Find every line in the data that contains the word "derive". Return each of those lines.

Saved entries >>
------------------------------------------------------------

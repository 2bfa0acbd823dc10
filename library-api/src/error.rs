//! Error types and HTTP response conversion

use axum::{
    http::StatusCode,
    response::{IntoResponse, Response},
    Json,
};
use serde::{Deserialize, Serialize};
use std::fmt;
use thiserror::Error;

/// Result type alias using the crate error
pub type Result<T> = std::result::Result<T, Error>;

/// Main error type for the library API
///
/// The engine variants follow one taxonomy:
/// - configuration defects (`Config`, `Configuration`, `MissingMapping`) are
///   startup-time failures and never the client's fault
/// - `InvalidSortKey` and `InvalidFieldSelection` reject client input
/// - `UnknownField` means shaping ran without prior field validation
///
/// Large error variants are boxed to reduce stack size
#[derive(Debug, Error)]
pub enum Error {
    /// Configuration loading error
    #[error("Configuration error: {0}")]
    Config(Box<figment::Error>),

    /// Invalid static configuration (mapping tables, link base URL, ...)
    #[error("Invalid configuration: {0}")]
    Configuration(String),

    /// No registry entry exists for a (source, destination) type pair
    #[error("No mapping registered from {source_type} to {destination_type}")]
    MissingMapping {
        /// Source type name
        source_type: &'static str,
        /// Destination type name
        destination_type: &'static str,
    },

    /// The `orderBy` clause references a key that has no property mapping
    #[error("Invalid sort key in orderBy clause: {0}")]
    InvalidSortKey(String),

    /// The `fields` list references a property the resource does not expose
    #[error("Invalid field selection: {0}")]
    InvalidFieldSelection(String),

    /// Shaping was asked for a field that the resource schema does not declare
    #[error("Unknown field '{field}' on resource {resource}")]
    UnknownField {
        /// Resource schema name
        resource: &'static str,
        /// Requested field name
        field: String,
    },

    /// A response head (status, header value) could not be built
    #[error("HTTP error: {0}")]
    Http(Box<axum::http::Error>),

    /// I/O error
    #[error("I/O error: {0}")]
    Io(#[from] std::io::Error),

    /// Resource not found
    #[error("Not found: {0}")]
    NotFound(String),

    /// Bad request
    #[error("Bad request: {0}")]
    BadRequest(String),

    /// No requested media range can be produced (406)
    #[error("Not acceptable: {0}")]
    NotAcceptable(String),

    /// Resource conflict (409)
    #[error("Conflict: {0}")]
    Conflict(String),

    /// Persistence failure reported by the repository
    #[error("Persistence failed: {0}")]
    Persistence(String),

    /// Internal server error
    #[error("Internal server error: {0}")]
    Internal(String),
}

/// Error response body
#[derive(Debug, Serialize, Deserialize)]
pub struct ErrorResponse {
    /// Error message
    pub error: String,

    /// Optional error code
    #[serde(skip_serializing_if = "Option::is_none")]
    pub code: Option<String>,

    /// HTTP status code
    pub status: u16,
}

impl ErrorResponse {
    /// Create a new error response
    pub fn new(status: StatusCode, error: impl Into<String>) -> Self {
        Self {
            error: error.into(),
            code: None,
            status: status.as_u16(),
        }
    }

    /// Create error response with a code
    pub fn with_code(
        status: StatusCode,
        code: impl Into<String>,
        error: impl Into<String>,
    ) -> Self {
        Self {
            error: error.into(),
            code: Some(code.into()),
            status: status.as_u16(),
        }
    }
}

impl IntoResponse for Error {
    fn into_response(self) -> Response {
        let (status, error_response) = match self {
            Error::Config(e) => {
                tracing::error!("Configuration error: {}", e);
                (
                    StatusCode::INTERNAL_SERVER_ERROR,
                    ErrorResponse::with_code(
                        StatusCode::INTERNAL_SERVER_ERROR,
                        "CONFIG_ERROR",
                        "Internal server error",
                    ),
                )
            }

            Error::Configuration(msg) => {
                tracing::error!("Invalid configuration: {}", msg);
                (
                    StatusCode::INTERNAL_SERVER_ERROR,
                    ErrorResponse::with_code(
                        StatusCode::INTERNAL_SERVER_ERROR,
                        "CONFIG_ERROR",
                        "Internal server error",
                    ),
                )
            }

            Error::MissingMapping {
                source_type,
                destination_type,
            } => {
                tracing::error!(
                    source_type,
                    destination_type,
                    "No mapping registered for type pair"
                );
                (
                    StatusCode::INTERNAL_SERVER_ERROR,
                    ErrorResponse::with_code(
                        StatusCode::INTERNAL_SERVER_ERROR,
                        "MAPPING_NOT_REGISTERED",
                        "Internal server error",
                    ),
                )
            }

            Error::InvalidSortKey(clause) => (
                StatusCode::BAD_REQUEST,
                ErrorResponse::with_code(
                    StatusCode::BAD_REQUEST,
                    "INVALID_SORT_KEY",
                    format!("Cannot sort by '{}'", clause),
                ),
            ),

            Error::InvalidFieldSelection(fields) => (
                StatusCode::BAD_REQUEST,
                ErrorResponse::with_code(
                    StatusCode::BAD_REQUEST,
                    "INVALID_FIELD_SELECTION",
                    format!("Cannot select fields '{}'", fields),
                ),
            ),

            Error::UnknownField { resource, field } => {
                tracing::error!(resource, field = %field, "Shaping requested an undeclared field");
                (
                    StatusCode::INTERNAL_SERVER_ERROR,
                    ErrorResponse::with_code(
                        StatusCode::INTERNAL_SERVER_ERROR,
                        "UNKNOWN_FIELD",
                        "Internal server error",
                    ),
                )
            }

            Error::Http(e) => {
                tracing::error!("HTTP error: {}", e);
                (
                    StatusCode::INTERNAL_SERVER_ERROR,
                    ErrorResponse::with_code(
                        StatusCode::INTERNAL_SERVER_ERROR,
                        "HTTP_ERROR",
                        "Internal server error",
                    ),
                )
            }

            Error::Io(e) => {
                tracing::error!("I/O error: {}", e);
                (
                    StatusCode::INTERNAL_SERVER_ERROR,
                    ErrorResponse::with_code(
                        StatusCode::INTERNAL_SERVER_ERROR,
                        "IO_ERROR",
                        "Internal server error",
                    ),
                )
            }

            Error::NotFound(msg) => (
                StatusCode::NOT_FOUND,
                ErrorResponse::with_code(StatusCode::NOT_FOUND, "NOT_FOUND", msg),
            ),

            Error::BadRequest(msg) => (
                StatusCode::BAD_REQUEST,
                ErrorResponse::with_code(StatusCode::BAD_REQUEST, "BAD_REQUEST", msg),
            ),

            Error::NotAcceptable(msg) => (
                StatusCode::NOT_ACCEPTABLE,
                ErrorResponse::with_code(StatusCode::NOT_ACCEPTABLE, "NOT_ACCEPTABLE", msg),
            ),

            Error::Conflict(msg) => (
                StatusCode::CONFLICT,
                ErrorResponse::with_code(StatusCode::CONFLICT, "CONFLICT", msg),
            ),

            Error::Persistence(msg) => {
                tracing::error!("Persistence failed: {}", msg);
                (
                    StatusCode::INTERNAL_SERVER_ERROR,
                    ErrorResponse::with_code(
                        StatusCode::INTERNAL_SERVER_ERROR,
                        "PERSISTENCE_ERROR",
                        "An unexpected fault happened. Try again later",
                    ),
                )
            }

            Error::Internal(msg) => {
                tracing::error!("Internal error: {}", msg);
                (
                    StatusCode::INTERNAL_SERVER_ERROR,
                    ErrorResponse::with_code(
                        StatusCode::INTERNAL_SERVER_ERROR,
                        "INTERNAL_ERROR",
                        "Internal server error",
                    ),
                )
            }
        };

        (status, Json(error_response)).into_response()
    }
}

impl fmt::Display for ErrorResponse {
    fn fmt(&self, f: &mut fmt::Formatter<'_>) -> fmt::Result {
        write!(f, "{}", self.error)
    }
}

// Manual From implementations for boxed errors
impl From<figment::Error> for Error {
    fn from(err: figment::Error) -> Self {
        Error::Config(Box::new(err))
    }
}

impl From<axum::http::Error> for Error {
    fn from(err: axum::http::Error) -> Self {
        Error::Http(Box::new(err))
    }
}

#[cfg(test)]
mod tests {
    use super::*;

    #[test]
    fn test_client_errors_map_to_bad_request() {
        let response = Error::InvalidSortKey("nope".to_string()).into_response();
        assert_eq!(response.status(), StatusCode::BAD_REQUEST);

        let response = Error::InvalidFieldSelection("nope".to_string()).into_response();
        assert_eq!(response.status(), StatusCode::BAD_REQUEST);
    }

    #[test]
    fn test_defects_map_to_internal_error() {
        let response = Error::MissingMapping {
            source_type: "A",
            destination_type: "B",
        }
        .into_response();
        assert_eq!(response.status(), StatusCode::INTERNAL_SERVER_ERROR);

        let response = Error::UnknownField {
            resource: "AuthorDto",
            field: "shoeSize".to_string(),
        }
        .into_response();
        assert_eq!(response.status(), StatusCode::INTERNAL_SERVER_ERROR);
    }

    #[test]
    fn test_not_found_and_conflict_status() {
        assert_eq!(
            Error::NotFound("author".to_string()).into_response().status(),
            StatusCode::NOT_FOUND
        );
        assert_eq!(
            Error::Conflict("author".to_string()).into_response().status(),
            StatusCode::CONFLICT
        );
    }

    #[test]
    fn test_not_acceptable_status() {
        let response = Error::NotAcceptable("text/html".to_string()).into_response();
        assert_eq!(response.status(), StatusCode::NOT_ACCEPTABLE);
    }

    #[test]
    fn test_http_error_hides_details() {
        let err = axum::http::HeaderValue::from_str("bad\nvalue")
            .map_err(axum::http::Error::from)
            .unwrap_err();
        let response = Error::from(err).into_response();
        assert_eq!(response.status(), StatusCode::INTERNAL_SERVER_ERROR);
    }

    #[test]
    fn test_error_response_serialization_skips_missing_code() {
        let body = ErrorResponse::new(StatusCode::BAD_REQUEST, "bad");
        let json = serde_json::to_value(&body).unwrap();
        assert_eq!(json["status"], 400);
        assert!(json.get("code").is_none());
    }
}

------------------------------------------------------------

SOLUTION BELOW >>
#[derive(Debug, Error)]
#[derive(Debug, Serialize, Deserialize)]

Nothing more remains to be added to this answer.